(Items from a data source)
[Start of Attachment]
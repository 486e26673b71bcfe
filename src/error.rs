//! Custom error types for key-stager.
//!
//! This module provides structured error types using `thiserror` for better
//! error handling and more informative error messages.

use std::io;
use thiserror::Error;

/// Main error type for key-stager operations.
#[derive(Error, Debug)]
pub enum StagerError {
    /// A history index was outside the current bounds of the store.
    #[error("history index {index} is out of range (0..{len})")]
    IndexOutOfRange { index: usize, len: usize },

    /// Visibility toggling was requested for a hotkey entry.
    #[error("history entry {index} is a hotkey and is always visible")]
    HotkeyAlwaysVisible { index: usize },

    /// The user submitted empty text for sending.
    #[error("nothing to send: text is empty")]
    EmptyText,

    /// Error parsing a delay value.
    #[error("invalid delay '{value}': {reason}")]
    InvalidDelay { value: String, reason: String },

    /// The specified key is invalid or unsupported.
    #[error("invalid key '{key}': {reason}")]
    InvalidKey { key: String, reason: String },

    /// Error from the input-injection backend.
    #[error("injection failed: {0}")]
    Injection(String),

    /// Configuration validation error.
    #[error("configuration error: {0}")]
    ConfigValidation(String),

    /// Error reading or parsing configuration file.
    #[error("failed to load config from '{path}': {reason}")]
    ConfigLoad { path: String, reason: String },

    /// Error writing configuration file.
    #[error("failed to save config to '{path}': {reason}")]
    ConfigSave { path: String, reason: String },

    /// I/O error.
    #[error("I/O error: {0}")]
    Io(#[from] io::Error),

    /// JSON serialization/deserialization error.
    #[error("JSON error: {0}")]
    Json(#[from] serde_json::Error),
}

/// Result type alias for key-stager operations.
pub type Result<T> = std::result::Result<T, StagerError>;

impl StagerError {
    /// Create a new IndexOutOfRange error.
    pub fn index_out_of_range(index: usize, len: usize) -> Self {
        Self::IndexOutOfRange { index, len }
    }

    /// Create a new HotkeyAlwaysVisible error.
    pub fn hotkey_always_visible(index: usize) -> Self {
        Self::HotkeyAlwaysVisible { index }
    }

    /// Create a new InvalidDelay error.
    pub fn invalid_delay(value: impl Into<String>, reason: impl Into<String>) -> Self {
        Self::InvalidDelay {
            value: value.into(),
            reason: reason.into(),
        }
    }

    /// Create a new InvalidKey error.
    pub fn invalid_key(key: impl Into<String>, reason: impl Into<String>) -> Self {
        Self::InvalidKey {
            key: key.into(),
            reason: reason.into(),
        }
    }

    /// Create a new Injection error.
    pub fn injection(message: impl Into<String>) -> Self {
        Self::Injection(message.into())
    }

    /// Create a new ConfigValidation error.
    pub fn config_validation(message: impl Into<String>) -> Self {
        Self::ConfigValidation(message.into())
    }

    /// Create a new ConfigLoad error.
    pub fn config_load(path: impl Into<String>, reason: impl Into<String>) -> Self {
        Self::ConfigLoad {
            path: path.into(),
            reason: reason.into(),
        }
    }

    /// Create a new ConfigSave error.
    pub fn config_save(path: impl Into<String>, reason: impl Into<String>) -> Self {
        Self::ConfigSave {
            path: path.into(),
            reason: reason.into(),
        }
    }
}

#[cfg(test)]
mod tests {
    use super::*;

    #[test]
    fn test_error_display() {
        let err = StagerError::index_out_of_range(7, 3);
        assert_eq!(err.to_string(), "history index 7 is out of range (0..3)");

        let err = StagerError::hotkey_always_visible(2);
        assert_eq!(
            err.to_string(),
            "history entry 2 is a hotkey and is always visible"
        );

        let err = StagerError::invalid_delay("abc", "not a number");
        assert_eq!(err.to_string(), "invalid delay 'abc': not a number");

        let err = StagerError::config_validation("default_delay cannot exceed 60s");
        assert_eq!(
            err.to_string(),
            "configuration error: default_delay cannot exceed 60s"
        );
    }

    #[test]
    fn test_error_from_io() {
        let io_err = io::Error::new(io::ErrorKind::NotFound, "file not found");
        let err: StagerError = io_err.into();
        assert!(matches!(err, StagerError::Io(_)));
    }
}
[End of Attachment]
If a line contains the word "StagerError", count it; give the total for the entries above and nothing else.

9